(Collected data entries)
★ ★ ★ ★ ★
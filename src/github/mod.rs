pub mod client;
pub mod error;

pub use client::GitHubClient;
pub use error::UpstreamError;
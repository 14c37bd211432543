use crate::config::AssistantConfig;
use crate::github::error::UpstreamError;
use crate::projection::{project_issues, project_repositories};
use crate::types::{IssueSummary, Owner, RepositoryName, RepositorySummary, SearchQuery};

use anyhow::{Context, Result};
use reqwest::header::{ACCEPT, HeaderMap, HeaderValue};
use serde_json::Value;
use tokio::time::Duration;
use tracing::{debug, warn};

const GITHUB_JSON_MEDIA_TYPE: &str = "application/vnd.github+json";

const USER_AGENT: &str = concat!("github-assistant/", env!("CARGO_PKG_VERSION"));

/// Thin client over the GitHub REST API.
///
/// Cloning is cheap; clones share the underlying connection pool.
#[derive(Clone)]
pub struct GitHubClient {
    client: reqwest::Client,
    base_url: String,
    token: Option<String>,
}

impl GitHubClient {
    pub fn new(config: &AssistantConfig) -> Result<Self> {
        let timeout_duration = config.request_timeout;
        let connection_timeout = std::cmp::min(
            std::cmp::max(timeout_duration, Duration::from_secs(1)),
            Duration::from_secs(10),
        );

        let mut default_headers = HeaderMap::new();
        default_headers.insert(ACCEPT, HeaderValue::from_static(GITHUB_JSON_MEDIA_TYPE));

        let client = reqwest::Client::builder()
            .user_agent(USER_AGENT)
            .default_headers(default_headers)
            .connect_timeout(connection_timeout)
            .timeout(timeout_duration)
            .build()
            .context("Failed to build GitHub client")?;

        Ok(Self {
            client,
            base_url: config.api_base_url.as_str().trim_end_matches('/').to_string(),
            token: config.github_token.clone(),
        })
    }

    /// Issues a single GET against `path` and parses the body as JSON.
    ///
    /// `path` is appended to the configured base URL as-is, so callers must
    /// percent-encode any dynamic path segments. Query values are encoded here.
    ///
    /// # Errors
    ///
    /// - [`UpstreamError::Unreachable`] when the request could not be completed
    /// - [`UpstreamError::HttpStatus`] for any non-2xx answer
    /// - [`UpstreamError::MalformedBody`] when the body is not JSON
    pub async fn fetch_json(
        &self,
        path: &str,
        query_params: &[(&str, &str)],
    ) -> Result<Value, UpstreamError> {
        let url = format!("{}{}", self.base_url, path);
        debug!("GET {} {:?}", url, query_params);

        let mut request = self.client.get(&url);
        if !query_params.is_empty() {
            request = request.query(query_params);
        }
        if let Some(token) = &self.token {
            request = request.bearer_auth(token);
        }

        let response = request
            .send()
            .await
            .map_err(UpstreamError::from_reqwest_error)?;

        let status = response.status();
        if !status.is_success() {
            warn!("GitHub API request to {} failed with status {}", url, status);
            return Err(UpstreamError::HttpStatus(status.as_u16()));
        }

        let body = response
            .bytes()
            .await
            .map_err(UpstreamError::from_reqwest_error)?;

        serde_json::from_slice(&body).map_err(|e| {
            warn!("GitHub API response from {} is not JSON: {}", url, e);
            UpstreamError::from(e)
        })
    }

    /// Searches repositories and returns at most the first five results in upstream order.
    pub async fn search_repositories(
        &self,
        query: &SearchQuery,
    ) -> Result<Vec<RepositorySummary>, UpstreamError> {
        let document = self
            .fetch_json("/search/repositories", &[("q", query.as_str())])
            .await?;
        project_repositories(&document)
    }

    /// Lists the first five issues of a repository in upstream order.
    pub async fn list_repository_issues(
        &self,
        owner: &Owner,
        repo: &RepositoryName,
    ) -> Result<Vec<IssueSummary>, UpstreamError> {
        let path = format!(
            "/repos/{}/{}/issues",
            urlencoding::encode(owner.as_str()),
            urlencoding::encode(repo.as_str())
        );
        let document = self.fetch_json(&path, &[]).await?;
        project_issues(&document)
    }
}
★ ★ ★ ★ ★
> **Problem details**: Among the entries above, the line containing "to build GitHub", the line containing "body is not JSON", and all lines between them are to be restated word for word; nothing else belongs in the reply.

> **Output below**:
            .context("Failed to build GitHub client")?;

        Ok(Self {
            client,
            base_url: config.api_base_url.as_str().trim_end_matches('/').to_string(),
            token: config.github_token.clone(),
        })
    }

    /// Issues a single GET against `path` and parses the body as JSON.
    ///
    /// `path` is appended to the configured base URL as-is, so callers must
    /// percent-encode any dynamic path segments. Query values are encoded here.
    ///
    /// # Errors
    ///
    /// - [`UpstreamError::Unreachable`] when the request could not be completed
    /// - [`UpstreamError::HttpStatus`] for any non-2xx answer
    /// - [`UpstreamError::MalformedBody`] when the body is not JSON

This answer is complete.